Há mais pontos de comparação entre ambas. E isso não é aleatório, mas demonstra que é um padrão de comportamento que a elite assume quando sente-se acuada. O instinto de auto-preservação, desenvolvido ao longo de séculos de Casa-Grande e Senzala, surge de forma semelhante, mesmo em ambientes tão diferentes quanto os dos canaviais de Confresa e os cabides da Itaim Bibi.

Exposta a uma situação que considera de risco à sua posição na sociedade, essa elite esquece que tanto a utilização de mão-de-obra escrava, em vez da assalariada, quanto a sonegação de impostos representa concorrência desleal. Esquece que Tranchesi e Monteiro passavam a perna no empresário ao lado e lucravam cometendo um crime.

Ao cobrar que a lei seja totalmente aplicada, os bons empresários estão apenas tomando conta de seus investimentos. Quem não faz isso atua em um corporativismo burro achando que é sua “classe social” que está sendo ameaçada (e, como empresário, perde dinheiro com isso).

Ou faz isso como medida preventiva. Até para evitar devassas na contabilidade ou a verificação da condição social de seus empregados.

            Como eu disse, esse artigo, escrito por Leonardo Sakamoto, foi publicado na Agência Carta Maior. Considero extremamente oportuno deixá-lo registrado nos Anais do nosso Senado da República.

            Tal artigo identifica, como muito bem diz, os cabides do Itaim Bibi com a Gameleira, que produz, sim, no Estado de Mato Grosso, mas produz muito trabalho escravo. Há poucos meses, de lá foram retirados 1.200 trabalhadores em absoluto trabalho escravo. No entanto, os donos se acham injustiçados.

            Um não paga impostos, o outro pratica o trabalho escravo, e se acham injustiçados.

A Polícia Federal deve estar atenta porque, em Mato Grosso, há muito produtor da melhor qualidade, há muitas pessoas que trabalham sério, que produzem, que pagam seus impostos, que lutam para retirar seus produtos, muitas vezes com dificuldades por terem ainda necessidade de melhor infra-estrutura.

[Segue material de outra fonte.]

fn http_date(time: SystemTime) -> String {
    DateTime::<Utc>::from(time)
        .format("%a, %d %b %Y %H:%M:%S GMT")
        .to_string()
}

/// Shared in-process WebDAV tree
#[derive(Debug, Clone)]
pub struct MemoryServer {
    store: Arc<Mutex<Store>>,
}

impl Default for MemoryServer {
    fn default() -> Self {
        Self::new()
    }
}

impl MemoryServer {
    /// An empty server holding only the root collection
    pub fn new() -> Self {
        let mut store = Store {
            nodes: BTreeMap::new(),
            next_seq: 0,
            required: None,
            failures: HashMap::new(),
            connections: 0,
            requests: Vec::new(),
        };
        store.insert("/".to_string(), NodeKind::Collection, SystemTime::now());
        Self {
            store: Arc::new(Mutex::new(store)),
        }
    }

    /// Reject requests until the authenticator produces `credentials`
    pub fn with_credentials(self, credentials: Credentials) -> Self {
        self.store.lock().required = Some(credentials);
        self
    }

    /// Add a file, creating missing parent collections
    pub fn add_file(&self, path: &str, data: impl Into<Vec<u8>>) {
        self.add_file_with_mtime(path, data, SystemTime::now());
    }

    pub fn add_file_with_mtime(&self, path: &str, data: impl Into<Vec<u8>>, modified: SystemTime) {
        let path = normalize(path);
        let mut store = self.store.lock();
        store.ensure_parents(&path);
        store.insert(path, NodeKind::File(data.into()), modified);
    }

    /// Add a collection, creating missing parent collections
    pub fn add_collection(&self, path: &str) {
        let path = normalize(path);
        let mut store = self.store.lock();
        store.ensure_parents(&path);
        store.insert(path, NodeKind::Collection, SystemTime::now());
    }

    /// Report `path` in listings with a response-level `status`
    pub fn set_status(&self, path: &str, status: u16) {
        if let Some(node) = self.store.lock().nodes.get_mut(&normalize(path)) {
            node.status = Some(status);
        }
    }

    /// Answer every request of `method` with `status` until cleared
    pub fn fail(&self, method: Method, status: u16) {
        self.store.lock().failures.insert(method, status);
    }

    pub fn clear_failures(&self) {
        self.store.lock().failures.clear();
    }

    pub fn exists(&self, path: &str) -> bool {
        self.store.lock().nodes.contains_key(&normalize(path))
    }

    pub fn is_collection(&self, path: &str) -> bool {
        matches!(
            self.store.lock().nodes.get(&normalize(path)).map(|n| &n.kind),
            Some(NodeKind::Collection)
        )
    }

    /// Contents of a file
    pub fn file(&self, path: &str) -> Option<Vec<u8>> {
        match self.store.lock().nodes.get(&normalize(path)).map(|n| &n.kind) {
            Some(NodeKind::File(data)) => Some(data.clone()),
            _ => None,
        }
    }

    pub fn modified(&self, path: &str) -> Option<SystemTime> {
        self.store.lock().nodes.get(&normalize(path)).map(|n| n.modified)
    }

    pub fn dead_prop(&self, path: &str, name: &PropName) -> Option<String> {
        self.store
            .lock()
            .nodes
            .get(&normalize(path))
            .and_then(|n| n.dead_props.get(name).cloned())
    }

    /// Number of transports created so far
    pub fn connections(&self) -> usize {
        self.store.lock().connections
    }

    /// Number of requests received so far
    pub fn requests(&self) -> usize {
        self.store.lock().requests.len()
    }

    /// Number of requests of `method` received so far
    pub fn requests_for(&self, method: Method) -> usize {
        self.store
            .lock()
            .requests
            .iter()
            .filter(|(m, _)| *m == method)
            .count()
    }

    /// Every request received so far, as (method, escaped path)
    pub fn request_log(&self) -> Vec<(Method, String)> {
        self.store.lock().requests.clone()
    }
}

impl TransportFactory for MemoryServer {
    fn create(
        &self,
        options: &TransportOptions,
        auth: Arc<Authenticator>,
    ) -> TransportResult<Arc<dyn Transport>> {
        self.store.lock().connections += 1;
        debug!("Memory transport created for {}", options.endpoint.base_url());
        Ok(Arc::new(MemoryTransport {
            store: self.store.clone(),
            auth,
            authorized: Mutex::new(false),
        }))
    }
}

/// Transport over a [`MemoryServer`]
pub struct MemoryTransport {
    store: Arc<Mutex<Store>>,
    auth: Arc<Authenticator>,
    authorized: Mutex<bool>,
}

impl MemoryTransport {
    /// Record the request, check credentials and return any injected status
    fn begin(&self, method: Method, path: &str) -> TransportResult<Option<u16>> {
        trace!("{} {}", method, path);
        let required = {
            let mut store = self.store.lock();
            store.requests.push((method, path.to_string()));
            store.required.clone()
        };

        if let Some(required) = required {
            if !*self.authorized.lock() {
                match self.auth.challenge("memory", 0) {
                    Some(credentials) if credentials == required => {
                        *self.authorized.lock() = true;
                    }
                    _ => {
                        return Err(TransportError::new(
                            TransportCode::Auth,
                            "401 Unauthorized",
                        ))
                    }
                }
            }
        }

        Ok(self.store.lock().failures.get(&method).copied())
    }

    /// Like `begin`, with an injected status turned into an error
    fn begin_checked(&self, method: Method, path: &str) -> TransportResult<()> {
        match self.begin(method, path)? {
            Some(status) => Err(TransportError::from_status(status)),
            None => Ok(()),
        }
    }

    fn entry(path: &str, node: &Node, props: &[PropName]) -> PropfindEntry {
        let mut href = escape_path(path);
        if matches!(node.kind, NodeKind::Collection) && !href.ends_with('/') {
            href.push('/');
        }

        if let Some(status) = node.status {
            return PropfindEntry {
                href,
                status: Some(status),
                props: PropSet::new(),
            };
        }

        let mut all = PropSet::new();
        all.insert(GET_LAST_MODIFIED, http_date(node.modified));
        match &node.kind {
            NodeKind::File(data) => {
                all.insert(GET_CONTENT_LENGTH, data.len().to_string());
                all.insert(RESOURCE_TYPE, "");
                all.insert(GET_CONTENT_TYPE, "application/octet-stream");
            }
            NodeKind::Collection => {
                all.insert(RESOURCE_TYPE, "collection");
            }
        }
        for (name, value) in &node.dead_props {
            all.insert(name.clone(), value.clone());
        }

        let props = if props.is_empty() {
            all
        } else {
            let mut selected = PropSet::new();
            for name in props {
                if let Some(value) = all.get(name) {
                    selected.insert(name.clone(), value);
                }
            }
            selected
        };

        PropfindEntry {
            href,
            status: None,
            props,
        }
    }
}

Trata-se de um Estado eminentemente produtor de matéria-prima, que tem muitas dificuldades. Sua extensão geográfica é gigantesca e seu povo muito trabalhador, gente que diz para que veio.

O Mato Grosso é, hoje, o maior produtor de carne, soja e algodão, e o segundo maior produtor em outros vários setores. Alguns praticam isso, sim, mas acredito que são poucos e cada vez serão menos, até pela ação que relatarei posteriormente.

Também aqueles da área urbana, como a Daslu e outros, têm de pagar impostos, sim, senão seus vizinhos de lado estarão sendo injustiçados e pagarão por isso. Por que alguns podem pagar e outros não? Essa questão deve ser encarada de peito aberto e de cabeça erguida. Deve ser encarada, sim! Sonegador precisa pagar. Não temos de ficar achando que por serem grandes a Daslu e a Gameleira - uma na área rural, praticando trabalho escravo, e a outra na área mais nobre de São Paulo - não precisam pagar impostos. Isso tem de acabar.

Fiz questão de registrar esse artigo porque nada melhor do que ele para embasar a minha fala.

Como tenho ainda dois minutos, Sr. Presidente, quero ler o seguinte:

Justiça repõe empresa de MT na “lista suja” do trabalho escravo

O Tribunal Regional Federal da 3ª Região suspendeu a liminar obtida pela fazenda Mutum e sua proprietária, a Pinesso Agropastoril Ltdª, garantindo seu retorno à “lista suja” do trabalho escravo. Por voltar a esse cadastro de empregadores, a empresa fica proibida de contrair novos empréstimos no Banco do Brasil ou nos Fundos Constitucionais de Financiamento. Retorna também para as empresas listadas na “cadeia produtiva de trabalho escravo no Brasil” - que serve de alerta à indústria, varejo e exportadores para que apliquem restrições aos produtos com mão-de-obra escrava. O recurso que levou à decisão do TRF coube à Advocacia Geral da União (AGU).(...)

Apesar de a decisão ser do dia 2 de junho, só agora ela chegou ao conhecimento do Ministério do Trabalho e Emprego, que voltou a inserir a Pinesso na lista. Com isso, abre-se um importante precedente para o retorno das outras 12 fazendas suspensas da “lista suja”.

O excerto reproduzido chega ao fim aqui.